THERE was a time when people from villages near Postmasburg in the Northern Cape had to travel, sometimes on foot, about 30 kilometres to get to a clinic.
And when they got there, they had to wait in long queues to see a doctor or nurse.
When patients needed to be transferred to hospital it was a journey of about 200 kilometres.
But those days are gone.
The arrival of Anglo American’s Kolomela Mine in Postmasburg brought not only opportunities for the local people, but also healthcare support.
In line with the mine’s social development strategy, it conducted a health survey, which was followed by a collaboration with the department of health to provide the villages with mobile clinics.
Then Kolomela mine and the department of health provided the villages with mobile clinics, which meant people could get medical attention fast.
Keaobaka Matilo of Kolomela Mine told Daily Sun the project brought relief to patients and also created jobs as they employed people who drove the mobile clinics as well as nurses to help patients.
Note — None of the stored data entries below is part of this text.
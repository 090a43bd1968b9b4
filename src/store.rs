//! Persistent JSON documents
//!
//! The store is passive: it reads and atomically replaces whole documents and knows
//! nothing about their meaning. A reader observes either the previous or the new
//! document, never a truncated one.

use anyhow::{Context, Result};
use log::{debug, warn};
use serde::{Serialize, de::DeserializeOwned};
use std::{
    ffi::OsString,
    fs::{self, File},
    io::{ErrorKind, Write},
    path::{Path, PathBuf},
};

#[derive(Clone, Copy, Debug, PartialEq, Eq)]
pub enum DocumentKey {
    DeviceState,
    NetworkCredentials,
}

#[derive(Clone, Debug)]
pub struct JsonStore {
    state_file: PathBuf,
    wifi_file: PathBuf,
}

impl JsonStore {
    pub fn new(state_file: impl Into<PathBuf>, wifi_file: impl Into<PathBuf>) -> Self {
        Self {
            state_file: state_file.into(),
            wifi_file: wifi_file.into(),
        }
    }

    pub fn path(&self, key: DocumentKey) -> &Path {
        match key {
            DocumentKey::DeviceState => &self.state_file,
            DocumentKey::NetworkCredentials => &self.wifi_file,
        }
    }

    /// Read a document, falling back to `default` when it is missing, unreadable or malformed
    pub fn read<T: DeserializeOwned>(&self, key: DocumentKey, default: T) -> T {
        let path = self.path(key);

        let contents = match fs::read_to_string(path) {
            Ok(contents) => contents,
            Err(e) if e.kind() == ErrorKind::NotFound => {
                debug!("{key:?} not found at {path:?}, using default");
                return default;
            }
            Err(e) => {
                warn!("failed to read {key:?} from {path:?}: {e}");
                return default;
            }
        };

        match serde_json::from_str(&contents) {
            Ok(document) => document,
            Err(e) => {
                warn!("failed to parse {key:?} from {path:?}: {e}");
                default
            }
        }
    }

    /// Atomically replace a document
    pub fn write<T: Serialize>(&self, key: DocumentKey, document: &T) -> Result<()> {
        let path = self.path(key);
        let json = serde_json::to_vec_pretty(document)
            .context(format!("failed to serialize {key:?}"))?;

        write_atomic(path, &json)
    }
}

/// Write `contents` next to `path` and rename it into place
///
/// The staging file lives in the same directory so the rename never crosses a
/// filesystem boundary.
pub fn write_atomic(path: &Path, contents: &[u8]) -> Result<()> {
    if let Some(parent) = path.parent().filter(|p| !p.as_os_str().is_empty()) {
        fs::create_dir_all(parent).context(format!("failed to create directory {parent:?}"))?;
    }

    let staging = staging_path(path);

    let mut file =
        File::create(&staging).context(format!("failed to create staging file {staging:?}"))?;
    file.write_all(contents)
        .context(format!("failed to write staging file {staging:?}"))?;
    file.sync_all()
        .context(format!("failed to sync staging file {staging:?}"))?;
    drop(file);

    if let Err(e) = fs::rename(&staging, path) {
        let _ = fs::remove_file(&staging);
        return Err(e).context(format!("failed to rename {staging:?} to {path:?}"));
    }

    Ok(())
}

fn staging_path(path: &Path) -> PathBuf {
    let mut name = path.as_os_str().to_owned();
    name.push(OsString::from(".tmp"));
    PathBuf::from(name)
}
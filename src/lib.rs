pub mod api;
pub mod auth_gateway_client;
pub mod command;
pub mod config;
pub mod error;
pub mod response;
pub mod services;
pub mod store;
use anyhow::{Context, Result, ensure};
use log::debug;
use std::time::Duration;
use tokio::{process::Command, time::timeout};

/// Run an external program to completion, bounded by `limit`
///
/// Returns trimmed stdout. A non-zero exit status is an error carrying stderr.
pub async fn run(program: &str, args: &[&str], limit: Duration) -> Result<String> {
    let cmdline = format!("{program} {}", args.join(" "));
    debug!("run {cmdline}");

    let output = timeout(
        limit,
        Command::new(program).args(args).kill_on_drop(true).output(),
    )
    .await
    .context(format!("{cmdline} timed out after {}s", limit.as_secs()))?
    .context(format!("failed to spawn {cmdline}"))?;

    let stderr = String::from_utf8_lossy(&output.stderr);
    ensure!(
        output.status.success(),
        "{cmdline} failed with {}: {}",
        output.status,
        if stderr.trim().is_empty() {
            "command failed"
        } else {
            stderr.trim()
        }
    );

    Ok(String::from_utf8_lossy(&output.stdout).trim().to_string())
}
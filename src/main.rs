use actix_files::Files;
use actix_server::ServerHandle;
use actix_web::{App, HttpServer, web::Data};
use anyhow::{Context, Result};
use env_logger::{Builder, Env, Target};
use homebase_setup::{
    api::Api,
    auth_gateway_client::AuthGatewayClient,
    config::AppConfig,
    services::{
        connectivity::LocalAddressProbe,
        mode::SystemdModeSwitch,
        network::WpaSupplicantApplier,
        provisioning::{Provisioner, ProvisionerSettings},
    },
    store::JsonStore,
};
use log::{debug, error, info};
use std::io::Write;
use tokio::signal::unix::{SignalKind, signal};

type UiApi = Api<WpaSupplicantApplier, LocalAddressProbe, AuthGatewayClient, SystemdModeSwitch>;

#[actix_web::main]
async fn main() {
    if let Err(e) = run().await {
        error!("application error: {e:#}");
        std::process::exit(1);
    }
}

async fn run() -> Result<()> {
    initialize();

    let config = AppConfig::from_env().context("failed to load configuration")?;
    debug!("configuration: {config:?}");

    let api = create_api(&config).context("failed to create api")?;

    let mut sigterm =
        signal(SignalKind::terminate()).context("failed to install SIGTERM handler")?;

    let (server_handle, server_task) = run_server(api, &config)?;

    tokio::select! {
        _ = tokio::signal::ctrl_c() => {
            debug!("ctrl-c received");
        },
        _ = sigterm.recv() => {
            debug!("SIGTERM received");
        },
        result = server_task => {
            match result {
                Ok(Ok(())) => debug!("server stopped normally"),
                Ok(Err(e)) => error!("server stopped with error: {e}"),
                Err(e) => error!("server task panicked: {e}"),
            }
        },
    }

    info!("shutting down");
    server_handle.stop(true).await;
    info!("shutdown complete");

    Ok(())
}

fn initialize() {
    log_panics::init();

    let mut builder = if cfg!(debug_assertions) {
        Builder::from_env(Env::default().default_filter_or("debug"))
    } else {
        Builder::from_env(Env::default().default_filter_or("info"))
    };

    builder.format(|f, record| match record.level() {
        log::Level::Error => {
            eprintln!("{}", record.args());
            Ok(())
        }
        _ => {
            writeln!(f, "{}", record.args())
        }
    });

    builder.target(Target::Stdout).init();

    info!("module version: {}", env!("CARGO_PKG_VERSION"));
}

fn create_api(config: &AppConfig) -> Result<UiApi> {
    let store = JsonStore::new(&config.paths.state_file, &config.paths.wifi_file);

    let applier = WpaSupplicantApplier::new(
        &config.network.wpa_supplicant_conf,
        &config.network.interface,
        &config.network.country,
        config.network.command_timeout,
    );
    let probe = LocalAddressProbe::new(config.network.ignored_interfaces.clone());
    let gateway = AuthGatewayClient::new(&config.gateway)?;
    let mode_switch = SystemdModeSwitch::new(config.mode.command_timeout);

    let settings = ProvisionerSettings {
        settle_interval: config.network.settle_interval,
        normal_service: config.mode.normal_service.clone(),
        setup_service: config.mode.setup_service.clone(),
    };

    Ok(UiApi::new(Provisioner::new(
        store,
        applier,
        probe,
        gateway,
        mode_switch,
        settings,
    )))
}

fn run_server(
    api: UiApi,
    config: &AppConfig,
) -> Result<(
    ServerHandle,
    tokio::task::JoinHandle<Result<(), std::io::Error>>,
)> {
    let ui_dir = config.server.ui_dir.clone();
    let bind = (config.server.bind_address, config.server.port);

    info!("starting server on {}:{}", bind.0, bind.1);

    let server = HttpServer::new(move || {
        App::new()
            .app_data(Data::new(api.clone()))
            .configure(UiApi::configure)
            .service(Files::new("/", &ui_dir).index_file("index.html"))
    })
    .bind(bind)
    .context("failed to bind server")?
    .disable_signals()
    .run();

    Ok((server.handle(), tokio::spawn(server)))
}
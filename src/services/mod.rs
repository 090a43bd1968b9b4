//! Business logic services
//!
//! The provisioning controller and the narrow collaborator interfaces it drives,
//! separated from HTTP concerns.

pub mod connectivity;
pub mod mode;
pub mod network;
pub mod provisioning;
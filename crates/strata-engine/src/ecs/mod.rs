//! Entity-component storage: generational handles, sparse-set storages, and
//! the Registry that owns them.

pub mod entity;
pub mod error;
pub mod registry;
pub mod storage;

pub use entity::Entity;
pub use error::EcsError;
pub use registry::Registry;
pub use storage::ComponentStorage;
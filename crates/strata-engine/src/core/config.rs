use glam::Vec2;
use serde::{Deserialize, Serialize};

/// Engine tunables, provided once at startup.
///
/// Loaded from JSON by the host application; every field has a default so a
/// partial config block is valid. Passing the config explicitly (instead of
/// compile-time constants) keeps deterministic tests free to vary parameters.
#[derive(Debug, Clone, Serialize, Deserialize)]
pub struct EngineConfig {
    /// Maximum number of live entities per registry.
    #[serde(default = "default_max_entities")]
    pub max_entities: usize,
    /// Fixed simulation timestep in seconds (default: 1/60).
    #[serde(default = "default_fixed_dt")]
    pub fixed_dt: f32,
    /// Upper bound on fixed steps per rendered frame.
    #[serde(default = "default_max_steps_per_frame")]
    pub max_steps_per_frame: u32,
    /// Global gravity in m/s². Y-up worlds want a negative Y component.
    #[serde(default = "default_gravity")]
    pub gravity: Vec2,
    /// World units per physical meter; scales integrated motion.
    #[serde(default = "default_units_per_meter")]
    pub units_per_meter: f32,
    /// Per-tick velocity retention factor; 1.0 disables ambient damping.
    #[serde(default = "default_damping")]
    pub damping: f32,
    /// Impulse-solver passes per tick.
    #[serde(default = "default_solver_iterations")]
    pub solver_iterations: u32,
    /// Fraction of the remaining penetration corrected per solver pass.
    #[serde(default = "default_position_correction")]
    pub position_correction: f32,
    /// Penetration depth ignored by positional correction, to keep resting
    /// contacts from jittering.
    #[serde(default = "default_penetration_slop")]
    pub penetration_slop: f32,
    /// Linear speed below which a body counts as idle, in units/s.
    #[serde(default = "default_sleep_linear_threshold")]
    pub sleep_linear_threshold: f32,
    /// Angular speed below which a body counts as idle, in rad/s.
    #[serde(default = "default_sleep_angular_threshold")]
    pub sleep_angular_threshold: f32,
    /// Consecutive idle ticks before a body falls asleep.
    #[serde(default = "default_sleep_ticks")]
    pub sleep_ticks: u32,
    /// Ticks a manifold survives without renewed overlap before expiring.
    #[serde(default = "default_manifold_expiry_ticks")]
    pub manifold_expiry_ticks: u32,
}

fn default_max_entities() -> usize {
    5000
}
fn default_fixed_dt() -> f32 {
    1.0 / 60.0
}
fn default_max_steps_per_frame() -> u32 {
    10
}
fn default_gravity() -> Vec2 {
    Vec2::new(0.0, -9.81)
}
fn default_units_per_meter() -> f32 {
    1.0
}
fn default_damping() -> f32 {
    0.99
}
fn default_solver_iterations() -> u32 {
    8
}
fn default_position_correction() -> f32 {
    0.2
}
fn default_penetration_slop() -> f32 {
    0.01
}
fn default_sleep_linear_threshold() -> f32 {
    0.05
}
fn default_sleep_angular_threshold() -> f32 {
    0.05
}
fn default_sleep_ticks() -> u32 {
    60
}
fn default_manifold_expiry_ticks() -> u32 {
    6
}

impl Default for EngineConfig {
    fn default() -> Self {
        Self {
            max_entities: default_max_entities(),
            fixed_dt: default_fixed_dt(),
            max_steps_per_frame: default_max_steps_per_frame(),
            gravity: default_gravity(),
            units_per_meter: default_units_per_meter(),
            damping: default_damping(),
            solver_iterations: default_solver_iterations(),
            position_correction: default_position_correction(),
            penetration_slop: default_penetration_slop(),
            sleep_linear_threshold: default_sleep_linear_threshold(),
            sleep_angular_threshold: default_sleep_angular_threshold(),
            sleep_ticks: default_sleep_ticks(),
            manifold_expiry_ticks: default_manifold_expiry_ticks(),
        }
    }
}

impl EngineConfig {
    /// Parse a config block from a JSON string.
    pub fn from_json(json: &str) -> Result<Self, serde_json::Error> {
        serde_json::from_str(json)
    }
}
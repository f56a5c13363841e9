pub mod components;
pub mod core;
pub mod ecs;
pub mod physics;

// Re-export key types at crate root for convenience
pub use components::collider::BoxCollider;
pub use components::rigidbody::{Rigidbody, SleepState};
pub use components::transform::Transform;
pub use core::config::EngineConfig;
pub use core::time::FixedTimestep;
pub use ecs::entity::Entity;
pub use ecs::error::EcsError;
pub use ecs::registry::Registry;
pub use ecs::storage::ComponentStorage;
pub use physics::aabb::Aabb;
pub use physics::broadphase::ColliderRecord;
pub use physics::events::{CollisionEvent, ContactPhase};
pub use physics::manifold::{CollisionManifold, PairKey, MAX_CONTACT_POINTS};
pub use physics::obb::{Obb, SatHit};
pub use physics::system::PhysicSystem;
/// Opaque entity handle: a storage slot index plus a generation counter.
///
/// The generation is bumped every time a slot is recycled, so a handle kept
/// across a destroy never resolves to the new occupant of the same slot.
/// Entities own no data; they are keys into component storages.
#[derive(Debug, Clone, Copy, PartialEq, Eq, Hash, PartialOrd, Ord)]
pub struct Entity {
    index: u32,
    generation: u32,
}

impl Entity {
    pub(crate) fn new(index: u32, generation: u32) -> Self {
        Self { index, generation }
    }

    /// Slot index into component storages.
    #[inline]
    pub fn index(self) -> u32 {
        self.index
    }

    /// Generation counter for stale-handle detection.
    #[inline]
    pub fn generation(self) -> u32 {
        self.generation
    }

    /// Pack the handle into a single u64 (generation in the high bits).
    #[inline]
    pub fn to_bits(self) -> u64 {
        ((self.generation as u64) << 32) | self.index as u64
    }

    /// Rebuild a handle from its packed form.
    #[inline]
    pub fn from_bits(bits: u64) -> Self {
        Self {
            index: bits as u32,
            generation: (bits >> 32) as u32,
        }
    }
}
As indicated by the survey, the next step was to upgrade the clinic in Postmasburg, which continues to provide primary health services.
Keaobaka said the clinic is classified as an ideal facility by the department of health.
“The clinic, which has been split from the hospital, has six consulting rooms, a pharmacy, a reception area and a medication storage area,” he said.
“We are now focusing on upgrading the hospital itself. We prioritised the paediatric ward, the theatre and the casualty section.
“The casualty section did not have enough beds for patients but that has also been sorted out,” he said.
Keaobaka said they constructed living units for doctors as well.
“The units are occupied by four doctors where they only had two or even one doctors before.”
Keaobaka said they do an impact assessment every three years and realised there are many social problems in the community.
“We came up with several interventions, including establishing trauma and drug abuse centres. We partnered with two NGOs to address social problems at those centres.
“It was critical for us to make sure we didn’t send victims from one centre to another. That is why we call this a medical complex, so they get all the service in the one place.”
For them it wasn’t about the money.
“We are all about touching and changing lives,” he said.
They’ve invested over R40 million in the project in Postmasburg.
“We have created hundreds of jobs. That makes me sleep well at night,” he said.